╭─ Recorded information

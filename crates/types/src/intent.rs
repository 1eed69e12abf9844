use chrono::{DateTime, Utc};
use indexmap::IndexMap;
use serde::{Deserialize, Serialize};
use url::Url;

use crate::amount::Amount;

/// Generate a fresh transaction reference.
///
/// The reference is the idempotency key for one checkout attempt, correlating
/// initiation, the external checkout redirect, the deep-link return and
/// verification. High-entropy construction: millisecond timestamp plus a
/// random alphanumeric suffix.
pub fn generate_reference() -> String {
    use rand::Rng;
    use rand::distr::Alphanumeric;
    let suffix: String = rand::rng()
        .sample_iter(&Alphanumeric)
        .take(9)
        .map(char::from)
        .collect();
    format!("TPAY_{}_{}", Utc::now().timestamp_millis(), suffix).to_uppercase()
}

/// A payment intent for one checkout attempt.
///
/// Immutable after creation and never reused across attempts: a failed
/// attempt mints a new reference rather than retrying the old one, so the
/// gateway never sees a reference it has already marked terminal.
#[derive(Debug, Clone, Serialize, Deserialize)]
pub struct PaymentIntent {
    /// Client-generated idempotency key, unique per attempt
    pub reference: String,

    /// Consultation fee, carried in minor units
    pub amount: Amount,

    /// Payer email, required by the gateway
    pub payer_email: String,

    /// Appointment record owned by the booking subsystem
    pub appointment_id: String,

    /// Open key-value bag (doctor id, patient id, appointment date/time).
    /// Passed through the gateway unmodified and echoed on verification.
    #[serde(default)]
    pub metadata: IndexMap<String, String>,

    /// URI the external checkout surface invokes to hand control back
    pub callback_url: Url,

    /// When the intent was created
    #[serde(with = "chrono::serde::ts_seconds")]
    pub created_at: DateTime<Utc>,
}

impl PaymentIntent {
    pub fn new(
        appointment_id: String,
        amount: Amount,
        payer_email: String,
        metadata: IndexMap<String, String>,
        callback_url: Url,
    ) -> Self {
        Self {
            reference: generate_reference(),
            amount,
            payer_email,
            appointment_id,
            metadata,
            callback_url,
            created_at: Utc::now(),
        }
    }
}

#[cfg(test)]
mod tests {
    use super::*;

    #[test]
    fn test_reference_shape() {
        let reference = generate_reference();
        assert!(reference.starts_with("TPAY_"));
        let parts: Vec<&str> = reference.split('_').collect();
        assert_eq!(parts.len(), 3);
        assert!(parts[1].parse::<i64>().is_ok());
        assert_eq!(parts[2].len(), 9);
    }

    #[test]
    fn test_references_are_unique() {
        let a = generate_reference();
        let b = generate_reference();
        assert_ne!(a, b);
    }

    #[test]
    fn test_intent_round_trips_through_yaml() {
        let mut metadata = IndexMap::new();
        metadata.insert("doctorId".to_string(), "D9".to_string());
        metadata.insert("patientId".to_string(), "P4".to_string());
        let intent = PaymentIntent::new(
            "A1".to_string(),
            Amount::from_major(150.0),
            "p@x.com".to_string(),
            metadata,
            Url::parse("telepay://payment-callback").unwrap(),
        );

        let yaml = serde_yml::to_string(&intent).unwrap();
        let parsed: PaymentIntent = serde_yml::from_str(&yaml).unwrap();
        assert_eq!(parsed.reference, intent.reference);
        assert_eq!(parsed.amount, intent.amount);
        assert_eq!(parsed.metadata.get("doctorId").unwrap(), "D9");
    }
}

╰─
╭─ Recorded information

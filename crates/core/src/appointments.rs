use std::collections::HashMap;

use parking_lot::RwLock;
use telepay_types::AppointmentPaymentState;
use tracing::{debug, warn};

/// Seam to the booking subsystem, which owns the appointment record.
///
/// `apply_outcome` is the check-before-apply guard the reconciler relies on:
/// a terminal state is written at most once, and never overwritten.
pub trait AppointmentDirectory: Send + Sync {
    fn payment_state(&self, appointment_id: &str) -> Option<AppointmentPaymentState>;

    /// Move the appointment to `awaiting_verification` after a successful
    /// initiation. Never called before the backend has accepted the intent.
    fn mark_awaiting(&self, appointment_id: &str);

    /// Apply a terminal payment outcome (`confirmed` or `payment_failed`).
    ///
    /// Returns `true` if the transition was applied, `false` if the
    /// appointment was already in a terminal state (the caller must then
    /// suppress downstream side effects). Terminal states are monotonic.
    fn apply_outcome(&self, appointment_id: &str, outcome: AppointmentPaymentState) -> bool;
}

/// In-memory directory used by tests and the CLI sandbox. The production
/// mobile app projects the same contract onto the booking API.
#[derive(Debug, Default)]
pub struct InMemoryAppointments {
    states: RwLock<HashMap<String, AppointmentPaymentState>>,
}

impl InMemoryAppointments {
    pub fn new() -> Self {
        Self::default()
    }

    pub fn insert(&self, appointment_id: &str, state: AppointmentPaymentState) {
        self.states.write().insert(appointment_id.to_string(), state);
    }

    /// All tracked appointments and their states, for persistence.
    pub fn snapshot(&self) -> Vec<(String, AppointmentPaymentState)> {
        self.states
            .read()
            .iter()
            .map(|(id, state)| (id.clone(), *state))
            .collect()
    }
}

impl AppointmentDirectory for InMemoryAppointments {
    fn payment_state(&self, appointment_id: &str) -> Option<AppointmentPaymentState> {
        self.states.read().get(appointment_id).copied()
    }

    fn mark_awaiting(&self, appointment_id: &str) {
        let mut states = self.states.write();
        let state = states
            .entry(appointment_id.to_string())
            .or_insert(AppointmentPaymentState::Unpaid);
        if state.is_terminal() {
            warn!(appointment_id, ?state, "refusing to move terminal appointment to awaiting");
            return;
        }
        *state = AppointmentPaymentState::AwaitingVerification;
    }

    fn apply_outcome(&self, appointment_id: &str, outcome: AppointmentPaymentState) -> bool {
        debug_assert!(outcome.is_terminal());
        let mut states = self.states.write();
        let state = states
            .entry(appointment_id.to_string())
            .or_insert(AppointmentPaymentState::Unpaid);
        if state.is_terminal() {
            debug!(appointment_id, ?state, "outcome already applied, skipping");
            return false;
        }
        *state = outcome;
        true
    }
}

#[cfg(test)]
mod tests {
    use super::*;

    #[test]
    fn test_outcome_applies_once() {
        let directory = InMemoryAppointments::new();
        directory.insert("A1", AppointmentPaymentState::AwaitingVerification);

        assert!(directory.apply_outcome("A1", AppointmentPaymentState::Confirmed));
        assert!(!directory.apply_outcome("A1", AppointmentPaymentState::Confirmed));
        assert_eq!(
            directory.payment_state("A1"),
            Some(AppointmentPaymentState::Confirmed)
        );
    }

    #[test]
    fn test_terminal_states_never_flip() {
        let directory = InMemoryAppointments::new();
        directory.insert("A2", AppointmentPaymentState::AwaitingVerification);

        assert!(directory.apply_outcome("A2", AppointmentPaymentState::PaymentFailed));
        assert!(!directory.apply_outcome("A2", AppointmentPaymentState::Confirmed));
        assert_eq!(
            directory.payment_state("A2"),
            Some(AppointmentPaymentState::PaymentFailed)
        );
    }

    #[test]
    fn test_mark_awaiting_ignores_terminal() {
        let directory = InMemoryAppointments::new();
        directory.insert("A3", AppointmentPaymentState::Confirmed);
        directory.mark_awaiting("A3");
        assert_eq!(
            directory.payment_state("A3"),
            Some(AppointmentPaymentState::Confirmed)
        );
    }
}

╰─

> Work to complete:
Determine how many lines of the material include the string "idempotency". Output only that count.

> Task result:
2